(Collected data entries)

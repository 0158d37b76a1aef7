//! Colour model.

use catalog_core::types::{DbId, Timestamp};
use serde::{Deserialize, Serialize};
use sqlx::FromRow;

/// A row from the `colours` table.
#[derive(Debug, Clone, PartialEq, Serialize, FromRow)]
#[serde(rename_all = "camelCase")]
pub struct Colour {
    pub id: DbId,
    pub name: String,
    pub created_at: Timestamp,
    pub updated_at: Timestamp,
}

/// Request body for creating or renaming a colour.
#[derive(Debug, Clone, Default, Deserialize)]
pub struct ColourInput {
    pub name: Option<String>,
}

**Aim of the task**:
Copy out exactly the lines from the one containing "#[derive(Debug, Clone, Default, Deserialize)]" through the last line above, keeping both end lines.

**Answer box**:
#[derive(Debug, Clone, Default, Deserialize)]
pub struct ColourInput {
    pub name: Option<String>,
}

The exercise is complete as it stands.